Part 1: Edmans, Garcia, and Norli (2007)

There are two sources of data for this replication:

  1. International soccer match results
  2. Daily national stock-market returns

1.1 Soccer Results

We’ll use this data set: International soccer scores since 1872 (Kaggle/Github). It looks like this:

date home_team away_team home_score away_score tournament
1872-11-30 Scotland England 0 0 Friendly
1873-03-08 England Scotland 4 2 Friendly
1874-03-07 Scotland England 2 1 Friendly

But we need it in a “longer” format like this, with one row per team and whether they won or lost:

date team outcome tournament
1872-11-30 Scotland tie Friendly
1872-11-30 England tie Friendly
1873-03-08 England win Friendly
1873-03-08 Scotland lose Friendly
1874-03-07 Scotland win Friendly
1874-03-07 England lose Friendly

The solution is to use pivot_longer from dplyr:

library(tidyverse)

# We'll focus only on major tournaments:
tournaments <- c("FIFA World Cup", "UEFA Euro", "Copa América",
                 "AFC Asian Cup", "Africa Cup of Nations",
                 "CONCACAF Gold Cup")

soccer <- read_csv("https://raw.githubusercontent.com/martj42/international_results/master/results.csv") %>%
  mutate(
    home_outcome = case_when(
      home_score > away_score ~ "win",
      home_score < away_score ~ "lose",
      .default = "tie"
    ),
    away_outcome = case_when(
      home_score < away_score ~ "win",
      home_score > away_score ~ "lose",
      .default = "tie"
    )
  ) %>%
  pivot_longer(
    cols = c(home_team, away_team, home_outcome, away_outcome),
    names_to = c("home_away", ".value"),
    names_pattern = "(home|away)_(team|outcome)"
  ) %>%
  select(date, tournament, team, outcome) %>%
  filter(tournament %in% tournaments) %>%
  mutate(
    # Fix names for the join
    team = case_when(
      team == "China PR" ~ "China",
      team %in% c("England","Scotland","Wales","Northern Ireland") ~ "United Kingdom",
      team == "Republic of Ireland" ~ "Ireland",
      team == "Korea" ~ "South Korea",
      .default = team
    )
  )

# Write this dataset to your computer so you can
# use it on Wednesday.
soccer %>% write_csv("edmans-soccer.csv")

Dplyr and ggplot2

Here are a few dplyr and ggplot2 questions so you can gain familiarity with this soccer data set.

library(tidyverse)
soccer <- read_csv("edmans-soccer.csv")

# Question 1: What years had a FIFA World Cup?

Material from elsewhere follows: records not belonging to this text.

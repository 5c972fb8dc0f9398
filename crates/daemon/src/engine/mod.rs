// SPDX-License-Identifier: BUSL-1.1
// Copyright (c) 2026 Alfred Jean LLC

//! Ledger runtime.
//!
//! Single owner of change mutation: the engine loop applies each
//! journaled event to [`LedgerState`], then asks the handlers what
//! side effects follow. Blocking work (captures, probes, reverts) runs
//! on workers whose completions come back as events, so concurrent
//! watcher events, operator commands, and timer fires all serialize
//! through one queue.

mod executor;
mod handlers;
pub(crate) mod revert;

use crate::classifier::Classifier;
use crate::config::Config;
use crate::event_bus::EventBus;
use crate::scheduler::Scheduler;
use parking_lot::{Mutex, RwLock};
use rvt_core::{Category, Clock, ContentDigest, Effect, Event};
use rvt_probe::HostProbe;
use rvt_snapstore::{SnapshotStore, SystemSnapshotTool};
use rvt_storage::LedgerState;
use std::collections::{HashMap, HashSet, VecDeque};
use std::path::PathBuf;
use std::sync::Arc;
use std::time::Instant;
use tokio::task::JoinHandle;

/// Adapter dependencies, detected once at startup.
pub struct RuntimeDeps {
    pub store: Arc<SnapshotStore>,
    pub probe: HostProbe,
    pub system_tool: Option<SystemSnapshotTool>,
}

/// Runtime that coordinates the ledger.
pub struct Runtime<C: Clock> {
    pub state: Arc<Mutex<LedgerState>>,
    pub scheduler: Mutex<Scheduler>,
    pub classifier: Arc<RwLock<Classifier>>,
    pub config: Arc<RwLock<Config>>,
    pub bus: EventBus,
    pub clock: C,
    pub store: Arc<SnapshotStore>,
    pub probe: HostProbe,
    pub system_tool: Option<SystemSnapshotTool>,
    /// Paths the revert engine is rewriting; the watcher skips them.
    pub suppress: Arc<Mutex<HashSet<PathBuf>>>,
    /// Categories with a pre-change capture in flight, with events that
    /// arrived meanwhile (re-dispatched once the change opens).
    captures_in_flight: Mutex<HashMap<Category, VecDeque<Event>>>,
    /// Worker handles for in-flight reverts (drained at shutdown).
    revert_tasks: Mutex<Vec<JoinHandle<()>>>,
    /// Monotonic base for manifest `created_at_mono`.
    pub started_at: Instant,
}

impl<C: Clock + 'static> Runtime<C> {
    pub fn new(
        deps: RuntimeDeps,
        clock: C,
        state: Arc<Mutex<LedgerState>>,
        classifier: Arc<RwLock<Classifier>>,
        config: Arc<RwLock<Config>>,
        bus: EventBus,
        suppress: Arc<Mutex<HashSet<PathBuf>>>,
    ) -> Self {
        Self {
            state,
            scheduler: Mutex::new(Scheduler::new()),
            classifier,
            config,
            bus,
            clock,
            store: deps.store,
            probe: deps.probe,
            system_tool: deps.system_tool,
            suppress,
            captures_in_flight: Mutex::new(HashMap::new()),
            revert_tasks: Mutex::new(Vec::new()),
            started_at: Instant::now(),
        }
    }

    /// Handle one applied event; execute whatever effects follow.
    pub async fn process(&self, event: &Event) {
        for effect in self.handle(event) {
            self.execute(effect).await;
        }
    }

    /// Pure-ish dispatch: inspect state, decide effects. No I/O here.
    fn handle(&self, event: &Event) -> Vec<Effect> {
        match event {
            Event::ChangeDetected { path, digest, at_ms } => {
                self.on_detected(path, digest.as_ref(), *at_ms)
            }
            Event::SnapshotCaptured { category, snapshot_id, trigger_path, trigger_digest, at_ms } => {
                self.on_captured(category, snapshot_id, trigger_path, trigger_digest.as_ref(), *at_ms)
            }
            Event::SnapshotCaptureFailed { category, trigger_path, error, .. } => {
                self.on_capture_failed(category, trigger_path, error)
            }
            Event::ChangeOpened { change_id, timeout_secs, .. } => {
                self.on_opened(change_id, *timeout_secs)
            }
            Event::ChangeCoalesced { change_id, path, .. } => {
                tracing::info!(%change_id, path = %path.display(), "edit coalesced, deadline unchanged");
                vec![]
            }
            Event::ChangeConfirmed { change_id, actor, .. } => self.on_confirmed(change_id, actor),
            Event::DeadlineFired { change_id, at_ms } => self.on_deadline(change_id, *at_ms),
            Event::ChangeGrace { change_id, .. } => self.on_grace_entered(change_id),
            Event::GraceFired { change_id, at_ms } => self.on_grace_fired(change_id, *at_ms),
            Event::ChangeReverting { change_id, trigger, .. } => {
                self.on_reverting(change_id, trigger)
            }
            Event::ProbeObserved { change_id, reachable, .. } => {
                tracing::info!(%change_id, reachable, "reachability observed during grace");
                vec![]
            }
            Event::ChangeReverted { change_id, .. } => {
                tracing::info!(%change_id, "change reverted");
                vec![]
            }
            Event::ChangeFailed { change_id, reason, .. } => {
                tracing::error!(%change_id, %reason, detail = reason.detail(), "REVERT FAILED: operator intervention required");
                vec![]
            }
            Event::WatcherDegraded { reason, .. } => {
                tracing::error!(reason, "watcher degraded; entering safe-mode (new changes refused)");
                vec![]
            }
            Event::PolicyReloaded { .. } => self.on_policies_reloaded(),
            Event::BaselineAccepted { .. } | Event::ChangePurged { .. } => vec![],
        }
    }

    /// Deadlines that came due; called from the engine's timer tick.
    pub fn fired_timer_events(&self) -> Vec<Event> {
        let fired = self.scheduler.lock().fired(self.clock.now());
        let at_ms = self.clock.epoch_ms();
        fired
            .into_iter()
            .map(|f| match f.kind {
                rvt_core::TimerKind::Deadline => {
                    Event::DeadlineFired { change_id: f.change_id, at_ms }
                }
                rvt_core::TimerKind::Grace => Event::GraceFired { change_id: f.change_id, at_ms },
            })
            .collect()
    }

    /// Await in-flight revert workers (bounded); used at shutdown.
    pub async fn drain_reverts(&self, limit: std::time::Duration) {
        let tasks: Vec<_> = self.revert_tasks.lock().drain(..).collect();
        if tasks.is_empty() {
            return;
        }
        let drain = async {
            for task in tasks {
                let _ = task.await;
            }
        };
        if tokio::time::timeout(limit, drain).await.is_err() {
            tracing::warn!("shutdown proceeded with reverts still in flight");
        }
    }

    fn send(&self, event: Event) {
        if let Err(e) = self.bus.send(event) {
            tracing::error!(error = %e, "journal append failed");
        }
    }

    /// Current digest on record for a path: an in-flight change's
    /// observation, else the accepted baseline.
    fn recorded_digest(
        state: &LedgerState,
        path: &std::path::Path,
    ) -> Option<Option<ContentDigest>> {
        if let Some(change) = state.change_covering(path) {
            return change.paths.get(path).cloned();
        }
        state.baseline_digest(path).map(|d| Some(d.clone()))
    }
}
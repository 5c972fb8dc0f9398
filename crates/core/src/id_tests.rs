// SPDX-License-Identifier: BUSL-1.1
// Copyright (c) 2026 Alfred Jean LLC

use super::*;
use yare::parameterized;

#[parameterized(
    ssh = { "ssh", 1, "ssh_1" },
    firewall = { "firewall", 42, "firewall_42" },
    custom = { "netplan_extra", 7, "netplan_extra_7" },
)]
fn change_id_format(category: &str, seq: u64, expect: &str) {
    let id = ChangeId::new(&Category::new(category), seq);
    assert_eq!(id, expect);
}

#[test]
fn change_id_category_splits_on_last_underscore() {
    let id = ChangeId::from_string("netplan_extra_7");
    assert_eq!(id.category().unwrap().as_str(), "netplan_extra");
}

#[test]
fn snapshot_ids_sort_chronologically() {
    let a = SnapshotId::generate(1_000);
    let b = SnapshotId::generate(2_000);
    assert!(a.as_str() < b.as_str());
}

#[test]
fn snapshot_ids_are_unique_within_a_millisecond() {
    let a = SnapshotId::generate(5_000);
    let b = SnapshotId::generate(5_000);
    assert_ne!(a, b);
}

#[test]
fn origin_serializes_lowercase() {
    assert_eq!(serde_json::to_string(&SnapshotOrigin::Manual).unwrap(), "\"manual\"");
    assert_eq!(SnapshotOrigin::Auto.to_string(), "auto");
}
// SPDX-License-Identifier: BUSL-1.1
// Copyright (c) 2026 Alfred Jean LLC

//! Daemon lifecycle: filesystem layout, startup, recovery.

mod startup;

pub use startup::{startup, StartupResult};

use std::path::PathBuf;
use thiserror::Error;

/// Resolved filesystem layout for one daemon instance.
#[derive(Debug, Clone)]
pub struct DaemonPaths {
    pub state_dir: PathBuf,
    pub socket: PathBuf,
    pub lock: PathBuf,
    pub journal: PathBuf,
    pub checkpoint: PathBuf,
    pub config: PathBuf,
    pub log_dir: PathBuf,
}

impl DaemonPaths {
    /// Defaults plus `REVERTIT_*` overrides.
    pub fn resolve() -> Self {
        let state_dir = crate::env::state_dir();
        Self {
            socket: crate::env::socket_path(),
            lock: state_dir.join("revertitd.pid"),
            journal: state_dir.join("ledger.log"),
            checkpoint: state_dir.join("checkpoint.json"),
            config: crate::env::config_path(),
            log_dir: crate::env::log_dir(),
            state_dir,
        }
    }
}

#[derive(Debug, Error)]
pub enum LifecycleError {
    #[error("IO error: {0}")]
    Io(#[from] std::io::Error),

    #[error("another revertitd holds the lock")]
    LockFailed(#[source] std::io::Error),

    #[error(transparent)]
    Config(#[from] crate::config::ConfigError),

    #[error("snapshot store: {0}")]
    Snapshot(#[from] rvt_snapstore::SnapshotError),

    #[error("ledger replay inconsistent: {0} (use --force-reset to discard)")]
    ReplayInconsistent(String),

    #[error("journal: {0}")]
    Journal(#[from] rvt_storage::JournalError),
}
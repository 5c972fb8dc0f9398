// SPDX-License-Identifier: BUSL-1.1
// Copyright (c) 2026 Alfred Jean LLC

//! Path classification.
//!
//! Compiles the configured globs once per category into an ordered match
//! list; the first matching category wins. Rebuilt on configuration
//! reload. Paths that classify to nothing are not tracked.

use glob::{MatchOptions, Pattern};
use rvt_core::Category;
use std::path::{Path, PathBuf};
use tracing::warn;

/// One compiled category: globs plus the literal paths they expand to
/// right now.
struct CategoryMatcher {
    category: Category,
    patterns: Vec<Pattern>,
}

/// Ordered glob matcher from configuration.
pub struct Classifier {
    matchers: Vec<CategoryMatcher>,
}

impl Classifier {
    /// Compile the monitoring table. Unparseable globs are skipped with
    /// a warning rather than taking the daemon down.
    pub fn compile(monitoring: &[(Category, Vec<String>)]) -> Self {
        let mut matchers = Vec::with_capacity(monitoring.len());
        for (category, globs) in monitoring {
            let mut patterns = Vec::with_capacity(globs.len());
            for text in globs {
                match Pattern::new(text) {
                    Ok(pattern) => patterns.push(pattern),
                    Err(e) => {
                        warn!(category = %category, glob = %text, error = %e, "bad glob, skipped")
                    }
                }
            }
            matchers.push(CategoryMatcher { category: category.clone(), patterns });
        }
        Self { matchers }
    }

    /// First matching category, or `None` for untracked paths.
    pub fn classify(&self, path: &Path) -> Option<&Category> {
        // Match path separators literally so `/etc/*.conf` cannot match
        // files in subdirectories
        let options = MatchOptions { require_literal_separator: true, ..Default::default() };
        self.matchers.iter().find_map(|m| {
            m.patterns
                .iter()
                .any(|p| p.matches_path_with(path, options))
                .then_some(&m.category)
        })
    }

    /// Paths currently on disk that match any pattern, per category.
    /// Used for snapshot scopes and watcher arming.
    pub fn expand(&self) -> Vec<(Category, Vec<PathBuf>)> {
        self.matchers
            .iter()
            .map(|m| {
                let mut paths: Vec<PathBuf> = Vec::new();
                for pattern in &m.patterns {
                    match glob::glob(pattern.as_str()) {
                        Ok(hits) => paths.extend(hits.flatten().filter(|p| p.is_file())),
                        Err(e) => warn!(glob = %pattern, error = %e, "glob expansion failed"),
                    }
                }
                paths.sort();
                paths.dedup();
                (m.category.clone(), paths)
            })
            .collect()
    }

    /// Expanded paths for one category.
    pub fn expand_category(&self, category: &Category) -> Vec<PathBuf> {
        self.expand()
            .into_iter()
            .find(|(c, _)| c == category)
            .map(|(_, paths)| paths)
            .unwrap_or_default()
    }

    /// Directories the watcher must monitor: parents of every pattern
    /// (literal files may be replaced via rename, and globbed entries
    /// may appear later).
    pub fn watch_roots(&self) -> Vec<PathBuf> {
        let mut roots: Vec<PathBuf> = Vec::new();
        for matcher in &self.matchers {
            for pattern in &matcher.patterns {
                let text = pattern.as_str();
                // Deepest prefix without glob metacharacters
                let cut = text.find(['*', '?', '[']).unwrap_or(text.len());
                let literal = &text[..cut];
                let parent = match literal.rfind('/') {
                    Some(0) => PathBuf::from("/"),
                    Some(idx) => PathBuf::from(&literal[..idx]),
                    None => continue,
                };
                roots.push(parent);
            }
        }
        roots.sort();
        roots.dedup();
        // Drop roots nested under another root
        let mut kept: Vec<PathBuf> = Vec::new();
        for root in roots {
            if !kept.iter().any(|k| root.starts_with(k)) {
                kept.push(root);
            }
        }
        kept
    }
}

#[cfg(test)]
#[path = "classifier_tests.rs"]
mod tests;
// SPDX-License-Identifier: BUSL-1.1
// Copyright (c) 2026 Alfred Jean LLC

use super::*;
use yare::parameterized;

fn parse(text: &str) -> Result<Config, ConfigError> {
    let dir = tempfile::tempdir().unwrap();
    let path = dir.path().join("config.toml");
    std::fs::write(&path, text).unwrap();
    Config::load(&path, &dir.path().join("state"))
}

const FULL: &str = r#"
[global]
default_timeout = 120
max_timeout = 900
log_level = "DEBUG"

[snapshot]
enable_system_tool = false
location = "/var/lib/meshadmin-revertit/snapshots"
max_snapshots = 10
max_age_days = 7

[monitoring]
ssh = ["/etc/ssh/sshd_config", "/etc/ssh/sshd_config.d/*.conf"]
firewall = ["/etc/iptables/*.v4"]

[timeout]
timeout_action = "revert"
connectivity_check = true
connectivity_endpoints = ["8.8.8.8", "1.1.1.1"]
revert_grace_period = 30

[categories.ssh]
timeout = 900
services = ["sshd"]

[categories.firewall]
timeout = 300
grace_period = 45
"#;

#[test]
fn full_config_parses() {
    let config = parse(FULL).unwrap();

    assert_eq!(config.default_timeout, Duration::from_secs(120));
    assert_eq!(config.timeout_action, TimeoutAction::Revert);
    assert_eq!(config.connectivity_endpoints.len(), 2);

    let ssh = config.policies.for_category(&Category::new("ssh"));
    assert_eq!(ssh.timeout, Duration::from_secs(900));
    assert_eq!(ssh.grace_period, Duration::from_secs(30));
    assert_eq!(ssh.services, vec!["sshd"]);
    assert!(ssh.connectivity_check);

    let firewall = config.policies.for_category(&Category::new("firewall"));
    assert_eq!(firewall.grace_period, Duration::from_secs(45));
}

#[test]
fn builtin_categories_always_present_and_first() {
    let config = parse("[monitoring]\ncustom = [\"/etc/custom/*.conf\"]\n").unwrap();
    let names: Vec<_> = config.monitoring.iter().map(|(c, _)| c.as_str().to_string()).collect();
    assert_eq!(names[..5], ["network", "ssh", "firewall", "services", "other"]);
    assert_eq!(names[5], "custom");
}

#[test]
fn unconfigured_category_uses_default_timeout() {
    let config = parse("[global]\ndefault_timeout = 77\n").unwrap();
    let network = config.policies.for_category(&Category::new("network"));
    assert_eq!(network.timeout, Duration::from_secs(77));
}

#[parameterized(
    zero_default = { "[global]\ndefault_timeout = 0\n" },
    default_over_max = { "[global]\ndefault_timeout = 600\nmax_timeout = 300\n" },
    max_over_ceiling = { "[global]\nmax_timeout = 3600\n" },
    bad_level = { "[global]\nlog_level = \"TRACE\"\n" },
    bad_action = { "[timeout]\ntimeout_action = \"explode\"\n" },
    relative_glob = { "[monitoring]\nssh = [\"etc/ssh/*\"]\n" },
    relative_location = { "[snapshot]\nlocation = \"snapshots\"\n" },
    zero_snapshots = { "[snapshot]\nmax_snapshots = 0\n" },
    policy_without_globs = { "[categories.dns]\ntimeout = 60\n" },
    category_timeout_over_max = { "[global]\nmax_timeout = 300\n[categories.ssh]\ntimeout = 900\n" },
    unknown_key = { "[global]\ntimeout = 5\n" },
)]
fn invalid_configs_are_rejected(text: &str) {
    assert!(parse(text).is_err());
}

#[test]
fn warn_action_parses() {
    let config = parse("[timeout]\ntimeout_action = \"warn\"\n").unwrap();
    assert_eq!(config.timeout_action, TimeoutAction::Warn);
}

#[test]
fn fallback_watches_nothing() {
    let dir = tempfile::tempdir().unwrap();
    let config = Config::fallback(dir.path());
    assert!(config.monitoring.iter().all(|(_, globs)| globs.is_empty()));
    assert_eq!(config.snapshot_location, dir.path().join("snapshots"));
}

#[test]
fn missing_file_is_a_read_error() {
    let dir = tempfile::tempdir().unwrap();
    let result = Config::load(&dir.path().join("nope.toml"), dir.path());
    assert!(matches!(result, Err(ConfigError::Read { .. })));
}
// SPDX-License-Identifier: BUSL-1.1
// Copyright (c) 2026 Alfred Jean LLC

//! Change categories and their revert policies.
//!
//! A category groups watched paths that share a confirmation timeout
//! and a service-restart list. The five builtin categories always
//! exist; configuration may define more.

use serde::{Deserialize, Serialize};
use std::collections::HashMap;
use std::fmt;
use std::time::Duration;

/// Builtin category names, in classifier priority order.
pub const BUILTIN_CATEGORIES: [&str; 5] = ["network", "ssh", "firewall", "services", "other"];

/// Name of a change category (e.g. `ssh`).
#[derive(Debug, Clone, PartialEq, Eq, Hash, Serialize, Deserialize)]
#[serde(transparent)]
pub struct Category(String);

impl Category {
    pub fn new(name: impl Into<String>) -> Self {
        Self(name.into())
    }

    pub fn as_str(&self) -> &str {
        &self.0
    }
}

impl fmt::Display for Category {
    fn fmt(&self, f: &mut fmt::Formatter<'_>) -> fmt::Result {
        f.write_str(&self.0)
    }
}

impl AsRef<str> for Category {
    fn as_ref(&self) -> &str {
        &self.0
    }
}

impl PartialEq<str> for Category {
    fn eq(&self, other: &str) -> bool {
        self.0 == other
    }
}

impl PartialEq<&str> for Category {
    fn eq(&self, other: &&str) -> bool {
        self.0 == *other
    }
}

impl From<&str> for Category {
    fn from(s: &str) -> Self {
        Self::new(s)
    }
}

/// Revert policy for one category. Static after load; `reload_policies`
/// swaps the whole [`PolicySet`].
#[derive(Debug, Clone, PartialEq, Serialize, Deserialize)]
pub struct Policy {
    /// Confirmation window, fixed when a change opens.
    pub timeout: Duration,
    /// Window after deadline expiry during which a confirm is still honored.
    pub grace_period: Duration,
    /// Whether a reachability probe is launched on entering GRACE.
    pub connectivity_check: bool,
    /// Services restarted, in order, after files are restored.
    pub services: Vec<String>,
    /// Window during which further edits merge into an open change.
    pub coalesce_window: Duration,
}

impl Policy {
    pub const DEFAULT_GRACE: Duration = Duration::from_secs(30);
    pub const DEFAULT_COALESCE: Duration = Duration::from_secs(10);

    pub fn with_timeout(timeout: Duration) -> Self {
        Self {
            timeout,
            grace_period: Self::DEFAULT_GRACE,
            connectivity_check: false,
            services: Vec::new(),
            coalesce_window: Self::DEFAULT_COALESCE,
        }
    }
}

/// All category policies, resolved at startup (and on reload).
#[derive(Debug, Clone, Default, Serialize, Deserialize)]
pub struct PolicySet {
    policies: HashMap<Category, Policy>,
    /// Fallback for categories without an explicit policy.
    pub default_timeout: Duration,
}

impl PolicySet {
    pub fn new(default_timeout: Duration) -> Self {
        Self { policies: HashMap::new(), default_timeout }
    }

    pub fn insert(&mut self, category: Category, policy: Policy) {
        self.policies.insert(category, policy);
    }

    /// Policy for a category, falling back to the default timeout.
    pub fn for_category(&self, category: &Category) -> Policy {
        self.policies
            .get(category)
            .cloned()
            .unwrap_or_else(|| Policy::with_timeout(self.default_timeout))
    }

    pub fn categories(&self) -> impl Iterator<Item = &Category> {
        self.policies.keys()
    }
}

#[cfg(test)]
#[path = "category_tests.rs"]
mod tests;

# Question 2: How many different countries are in this data set?


# Question 3: How many different countries have at least 
# 40 games in this data set?


# Question 4: What teams won the most games in the 
# 1974 FIFA World Cup?


# Question 5: Visualize the distribution of outcomes
# (win, lose, and tie) for Brazil since 1970.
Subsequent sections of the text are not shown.